§ WHAT YOU HAVE TO DO: Only the closing stretch of the material is wanted: the line containing "an in-memory store)" and every line after it, transcribed exactly.
* * * * * * * * *
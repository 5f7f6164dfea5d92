//! Provider client implementations for Relay.
//!
//! This crate provides concrete implementations of the `ProviderClient` trait.
//!
//! # Supported Providers
//!
//! - **OpenRouter**: cloud aggregator, also serves the live model listing
//! - **OpenAI**: direct vendor access (API key required)
//! - **Anthropic**: direct vendor access (API key required)
//! - **Mock**: scripted replies for testing and dry runs

pub mod claude;
pub mod factory;
mod http;
pub mod mock;
pub mod openai;
pub mod openrouter;

pub use claude::ClaudeClient;
pub use factory::{ProviderConfig, ProviderFactory};
pub use mock::{MockProvider, MockReply};
pub use openai::OpenAIClient;
pub use openrouter::OpenRouterClient;
//! Bounded pool of task workers.

use futures::future::join_all;
use relay_core::{Task, TaskId};
use std::sync::Arc;
use tokio::sync::Semaphore;
use tokio::task::JoinHandle;
use tracing::{debug, error};

use crate::error::{OrchestrationError, Result};
use crate::orchestrator::TaskOrchestrator;
use crate::routing::SelectionStrategy;

/// Runs tasks concurrently, at most `max_concurrent` at a time.
#[derive(Debug, Clone)]
pub struct TaskWorkerPool {
    orchestrator: Arc<TaskOrchestrator>,
    semaphore: Arc<Semaphore>,
    max_concurrent: usize,
}

impl TaskWorkerPool {
    /// Creates a pool over `orchestrator`.
    ///
    /// # Arguments
    /// * `orchestrator` - Shared orchestrator
    /// * `max_concurrent` - Maximum tasks in flight; clamped to at least 1
    pub fn new(orchestrator: Arc<TaskOrchestrator>, max_concurrent: usize) -> Self {
        let max_concurrent = max_concurrent.max(1);
        Self { orchestrator, semaphore: Arc::new(Semaphore::new(max_concurrent)), max_concurrent }
    }

    /// The orchestrator workers run against.
    pub fn orchestrator(&self) -> &Arc<TaskOrchestrator> {
        &self.orchestrator
    }

    /// Configured concurrency bound.
    pub const fn max_concurrent(&self) -> usize {
        self.max_concurrent
    }

    /// Workers not currently running a task.
    pub fn available_permits(&self) -> usize {
        self.semaphore.available_permits()
    }

    /// Spawns a worker that runs `task_id` once a permit is free.
    pub fn spawn(&self, task_id: TaskId, strategy: SelectionStrategy) -> JoinHandle<Result<Task>> {
        let orchestrator = Arc::clone(&self.orchestrator);
        let semaphore = Arc::clone(&self.semaphore);
        tokio::spawn(async move {
            let _permit = semaphore
                .acquire_owned()
                .await
                .map_err(|e| OrchestrationError::Worker(format!("worker pool closed: {e}")))?;
            debug!(task_id = %task_id, "Worker picked up task");
            orchestrator.run(&task_id, strategy).await
        })
    }

    /// Runs every task and waits for all of them, preserving input order.
    pub async fn run_all(&self, task_ids: Vec<TaskId>, strategy: SelectionStrategy) -> Vec<Result<Task>> {
        let handles: Vec<_> = task_ids.into_iter().map(|id| self.spawn(id, strategy)).collect();
        join_all(handles)
            .await
            .into_iter()
            .map(|joined| {
                joined.unwrap_or_else(|e| {
                    error!(error = %e, "Worker task did not finish");
                    Err(OrchestrationError::Worker(e.to_string()))
                })
            })
            .collect()
    }

    /// Stops handing out permits; queued workers fail with `Worker`.
    pub fn close(&self) {
        self.semaphore.close();
    }
}
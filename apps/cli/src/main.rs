//! Relay CLI - command-line interface for the Relay task orchestrator
//!
//! Provides a `relay` command for inspecting the model catalog and running
//! tasks through ranked failover.

mod commands;
mod context;

use clap::{Parser, Subcommand};
use std::path::PathBuf;
use tracing_subscriber::EnvFilter;

use commands::types::{ModelsCommand, TaskCommand};
use commands::{models, task};

/// Relay - route tasks across model providers with automatic failover
#[derive(Parser, Debug)]
#[command(name = "relay", author, version, about = "Relay - task orchestration with model failover")]
struct Args {
    /// Log level (trace, debug, info, warn, error); RUST_LOG takes precedence
    #[arg(short, long, default_value = "warn", global = true)]
    log_level: String,

    /// Configuration file (defaults to ./relay.toml, then ~/.relay/config.toml)
    #[arg(short, long, global = true)]
    config: Option<PathBuf>,

    /// SQLite task database (defaults to an in-memory store)
    #[arg(long, global = true)]
    db: Option<PathBuf>,

    /// Answer from scripted in-process providers instead of real APIs
    #[arg(long, global = true)]
    mock: bool,

    #[command(subcommand)]
    command: Command,
}

#[derive(Subcommand, Debug)]
enum Command {
    /// Inspect the model catalog
    #[command(subcommand)]
    Models(ModelsCommand),

    /// Submit and manage tasks
    #[command(subcommand)]
    Task(TaskCommand),
}

#[tokio::main]
async fn main() -> anyhow::Result<()> {
    let args = Args::parse();

    let filter = EnvFilter::try_from_default_env().unwrap_or_else(|_| EnvFilter::new(&args.log_level));
    tracing_subscriber::fmt()
        .with_env_filter(filter)
        .without_time()
        .with_target(false)
        .with_writer(std::io::stderr)
        .init();

    let options = context::GlobalOptions { config: args.config, db: args.db, mock: args.mock };

    match args.command {
        Command::Models(cmd) => models::execute(cmd, &options).await,
        Command::Task(cmd) => task::execute(cmd, &options).await,
    }
}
* * * * * * * * *
§ YOUR RESPONSE:
    /// SQLite task database (defaults to an in-memory store)
    #[arg(long, global = true)]
    db: Option<PathBuf>,

    /// Answer from scripted in-process providers instead of real APIs
    #[arg(long, global = true)]
    mock: bool,

    #[command(subcommand)]
    command: Command,
}

#[derive(Subcommand, Debug)]
enum Command {
    /// Inspect the model catalog
    #[command(subcommand)]
    Models(ModelsCommand),

    /// Submit and manage tasks
    #[command(subcommand)]
    Task(TaskCommand),
}

#[tokio::main]
async fn main() -> anyhow::Result<()> {
    let args = Args::parse();

    let filter = EnvFilter::try_from_default_env().unwrap_or_else(|_| EnvFilter::new(&args.log_level));
    tracing_subscriber::fmt()
        .with_env_filter(filter)
        .without_time()
        .with_target(false)
        .with_writer(std::io::stderr)
        .init();

    let options = context::GlobalOptions { config: args.config, db: args.db, mock: args.mock };

    match args.command {
        Command::Models(cmd) => models::execute(cmd, &options).await,
        Command::Task(cmd) => task::execute(cmd, &options).await,
    }
}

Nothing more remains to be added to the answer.